Poisson a la Meuniere
- 1 1/2 -2 oz of unsalted butter or about 1/4 of a cup
- 1 tbsp red onion finely chopped
- 3-4 tbsp parsley finely chopped
- 1 lemon
- 1 clove garlic minced optional
- 1-2 tbsp capers optional
- Rinse the fish of your choice (I am using Snapper this time) and pat it down with a paper towel or clean dishcloth.
- Depending on the fish you are using check for small bones and pull them out. Or let whoever you are eating with know that there might be a bone here or there.
- If the pieces of fish are too long and you don’t feel overly confident in flipping them (#1 you can do it, although I too cut mine in half, because it is easier), cut the fillets in half so that the pieces are more manageable.
- Pour the rice flour onto a plate, add in salt and pepper and combine gently so that it is combined well.
- Dredge or pat the rice flour into the fish. Shake off any excess and place fish on a clean plate. Repeat until all piece of fillet and covered. If you need some extra rice flour add some in, don’t forget to add in a dash of salt and pepper too.
- In a large frying pan or skillet heat the oil over medium-high until it begins to lightly simmer (you can test this with a drop of water or a sprinkle of salt or rice flour). Add in the butter and turn the heat to medium. Once the butter has melted add in the fish fillets (If you would like to add garlic you can add the minced garlic at this point too). Cook until golden brown on each side, that is about 1-2 minutes per side (it may change depending on the thickness of the fillet). Don’t overcook as it will cause the fish to fall apart.
- Place the cooked fish onto a plate and cover it with tinfoil or another plate (this is to keep it warm).
- Marinate the red onion in the juice of 1/2 a lemon. Leave it to the side.
- You may choose to use the same skillet or frying pan, just wipe it down from any residue rice flour.
- Return the pan or skillet to medium heat adding in the butter.
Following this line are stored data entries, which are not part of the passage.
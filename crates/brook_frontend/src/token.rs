use std::fmt;

use crate::{Node, NodeCopy};

/// A classified, positioned lexeme.
///
/// `text` holds the decoded value: for string and char tokens the escape
/// sequences have already been resolved and the quotes stripped.
#[derive(Node!)]
pub struct Token {
    pub kind: TokenKind,
    pub text: String,
    pub pos: Pos,
}

#[derive(NodeCopy!)]
pub enum TokenKind {
    EndOfInput,
    Identifier,
    Keyword,
    Integer,
    Float,
    String,
    Char,
    Operator,
    Punctuator,
}

/// 0-based row and column of a character in the source.
#[derive(NodeCopy!)]
pub struct Pos {
    pub row: u32,
    pub col: u32,
}

impl Pos {
    pub fn new(row: u32, col: u32) -> Self {
        Self { row, col }
    }
}

impl fmt::Display for Pos {
    fn fmt(&self, f: &mut fmt::Formatter<'_>) -> fmt::Result {
        write!(f, "{}:{}", self.row, self.col)
    }
}

impl Token {
    pub fn new(kind: TokenKind, text: String, pos: Pos) -> Self {
        Self { kind, text, pos }
    }

    /// How the token reads in an error message.
    pub fn describe(&self) -> String {
        match self.kind {
            TokenKind::EndOfInput => "end of input".to_owned(),
            TokenKind::Identifier => format!("identifier `{}`", self.text),
            TokenKind::Keyword => format!("keyword `{}`", self.text),
            TokenKind::Integer => format!("integer `{}`", self.text),
            TokenKind::Float => format!("float `{}`", self.text),
            TokenKind::String => format!("string {:?}", self.text),
            TokenKind::Char => format!("char {:?}", self.text),
            TokenKind::Operator | TokenKind::Punctuator => {
                format!("`{}`", self.text.escape_default())
            }
        }
    }
}

impl TokenKind {
    pub fn name(self) -> &'static str {
        match self {
            TokenKind::EndOfInput => "EndOfInput",
            TokenKind::Identifier => "Identifier",
            TokenKind::Keyword => "Keyword",
            TokenKind::Integer => "Integer",
            TokenKind::Float => "Float",
            TokenKind::String => "String",
            TokenKind::Char => "Char",
            TokenKind::Operator => "Operator",
            TokenKind::Punctuator => "Punctuator",
        }
    }
}

impl fmt::Display for Token {
    fn fmt(&self, f: &mut fmt::Formatter<'_>) -> fmt::Result {
        write!(
            f,
            "Token({}, `{}`, {}, {})",
            self.kind.name(),
            self.text.escape_default(),
            self.pos.row,
            self.pos.col
        )
    }
}
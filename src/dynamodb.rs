//! DynamoDB item relay
//!
//! ## Table Schema
//!
//! - `hash_key` (Number): partition key
//! - `range_key` (String): sort key
//! - `data` (String): item payload written by the enclave

use crate::error::{RelayError, Result};
use aws_sdk_dynamodb::types::AttributeValue;
use aws_sdk_dynamodb::Client as DynamoClient;
use std::collections::HashMap;
use tracing::{debug, info};

/// Primary key of an item
#[derive(Debug, Clone, PartialEq, Eq)]
pub struct ItemKey {
    /// Numeric partition key, kept as the decimal string DynamoDB expects
    pub hash_key: String,
    pub range_key: String,
}

impl ItemKey {
    /// Builds a key, rejecting a hash key that is not a number
    pub fn new(hash_key: impl Into<String>, range_key: impl Into<String>) -> Result<Self> {
        let hash_key = hash_key.into().trim().to_string();
        if hash_key.parse::<f64>().map_or(true, |n| !n.is_finite()) {
            return Err(RelayError::InvalidRequest(format!(
                "hash key must be a number, got {:?}",
                hash_key
            )));
        }
        Ok(Self {
            hash_key,
            range_key: range_key.into(),
        })
    }

    fn attributes(&self) -> HashMap<String, AttributeValue> {
        HashMap::from([
            ("hash_key".to_string(), AttributeValue::N(self.hash_key.clone())),
            ("range_key".to_string(), AttributeValue::S(self.range_key.clone())),
        ])
    }
}

/// DynamoDB wrapper bound to one table
pub struct ItemStore {
    client: DynamoClient,
    table_name: String,
}

impl ItemStore {
    pub fn new(client: DynamoClient, table_name: impl Into<String>) -> Self {
        Self {
            client,
            table_name: table_name.into(),
        }
    }

    /// Writes `data` under `key`, replacing any existing item
    pub async fn write(&self, key: &ItemKey, data: &str) -> Result<()> {
        info!(
            hash_key = %key.hash_key,
            range_key = %key.range_key,
            data_len = data.len(),
            "Writing item"
        );

        let mut item = key.attributes();
        item.insert("data".to_string(), AttributeValue::S(data.to_string()));

        self.client
            .put_item()
            .table_name(&self.table_name)
            .set_item(Some(item))
            .send()
            .await
            .map_err(|e| RelayError::DynamoDb(format!("PutItem failed: {}", e)))?;

        debug!(hash_key = %key.hash_key, range_key = %key.range_key, "Item written");
        Ok(())
    }

    /// Reads the `data` attribute of the item under `key`
    pub async fn read(&self, key: &ItemKey) -> Result<Option<String>> {
        info!(hash_key = %key.hash_key, range_key = %key.range_key, "Reading item");

        let response = self
            .client
            .get_item()
            .table_name(&self.table_name)
            .set_key(Some(key.attributes()))
            .send()
            .await
            .map_err(|e| RelayError::DynamoDb(format!("GetItem failed: {}", e)))?;

        match response.item {
            Some(item) => {
                let data = get_string(&item, "data")?;
                debug!(hash_key = %key.hash_key, range_key = %key.range_key, "Item found");
                Ok(Some(data))
            }
            None => {
                debug!(hash_key = %key.hash_key, range_key = %key.range_key, "Item not found");
                Ok(None)
            }
        }
    }
}

fn get_string(item: &HashMap<String, AttributeValue>, key: &str) -> Result<String> {
    match item.get(key) {
        Some(AttributeValue::S(s)) => Ok(s.clone()),
        _ => Err(RelayError::DynamoDb(format!(
            "Missing or invalid string attribute: {}",
            key
        ))),
    }
}

#[cfg(test)]
mod tests {
    use super::*;
    use crate::aws::testing::{StubEndpoint, StubResponse};
    use serde_json::json;

    #[test]
    fn test_item_key_requires_number() {
        let key = ItemKey::new(" 42 ", "snapshot").unwrap();
        assert_eq!(key.hash_key, "42");
        assert_eq!(key.range_key, "snapshot");

        assert!(matches!(
            ItemKey::new("abc", "snapshot"),
            Err(RelayError::InvalidRequest(_))
        ));
        assert!(ItemKey::new("NaN", "snapshot").is_err());
    }

    #[test]
    fn test_item_key_attributes() {
        let attributes = ItemKey::new("7", "v0").unwrap().attributes();
        assert_eq!(attributes.get("hash_key"), Some(&AttributeValue::N("7".to_string())));
        assert_eq!(attributes.get("range_key"), Some(&AttributeValue::S("v0".to_string())));
    }

    #[test]
    fn test_get_string() {
        let mut item = HashMap::new();
        item.insert("data".to_string(), AttributeValue::S("payload".to_string()));
        item.insert("count".to_string(), AttributeValue::N("1".to_string()));

        assert_eq!(get_string(&item, "data").unwrap(), "payload");
        assert!(get_string(&item, "count").is_err());
        assert!(get_string(&item, "missing").is_err());
    }

    #[tokio::test]
    async fn test_write_puts_typed_item() {
        let stub = StubEndpoint::start(vec![StubResponse::json(json!({}))]).await;
        let store = ItemStore::new(stub.dynamodb_client(), "enclave-table");

        store
            .write(&ItemKey::new("7", "v0").unwrap(), "payload")
            .await
            .unwrap();

        let requests = stub.requests();
        assert_eq!(requests[0].header("x-amz-target"), Some("DynamoDB_20120810.PutItem"));
        let request = requests[0].json();
        assert_eq!(request["TableName"], "enclave-table");
        assert_eq!(request["Item"]["hash_key"], json!({ "N": "7" }));
        assert_eq!(request["Item"]["range_key"], json!({ "S": "v0" }));
        assert_eq!(request["Item"]["data"], json!({ "S": "payload" }));
    }

    #[tokio::test]
    async fn test_read_existing_item() {
        let stub = StubEndpoint::start(vec![StubResponse::json(json!({
            "Item": {
                "hash_key": { "N": "7" },
                "range_key": { "S": "v0" },
                "data": { "S": "payload" }
            }
        }))])
        .await;
        let store = ItemStore::new(stub.dynamodb_client(), "enclave-table");

        let data = store.read(&ItemKey::new("7", "v0").unwrap()).await.unwrap();
        assert_eq!(data.as_deref(), Some("payload"));

        let requests = stub.requests();
        assert_eq!(requests[0].header("x-amz-target"), Some("DynamoDB_20120810.GetItem"));
        let request = requests[0].json();
        assert_eq!(request["TableName"], "enclave-table");
        assert_eq!(request["Key"], json!({ "hash_key": { "N": "7" }, "range_key": { "S": "v0" } }));
    }

    #[tokio::test]
    async fn test_read_missing_item() {
        let stub = StubEndpoint::start(vec![StubResponse::json(json!({}))]).await;
        let store = ItemStore::new(stub.dynamodb_client(), "enclave-table");

        let data = store.read(&ItemKey::new("7", "v1").unwrap()).await.unwrap();
        assert_eq!(data, None);
    }
}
Once melted let the butter gently brown and then turn off the heat. Add in the lemon juice gently.
- Add in the parsley and red onion (with the lemon juice that they marinated in)and the capers (if you are using them). Mix all the ingredients into the brown butter and lemon juice until all is well coated.
- You may either plate the fish and have the sauce on the side, or, as I like to serve it, pour the sauce over the plate of fried fish and let everyone serve themselves.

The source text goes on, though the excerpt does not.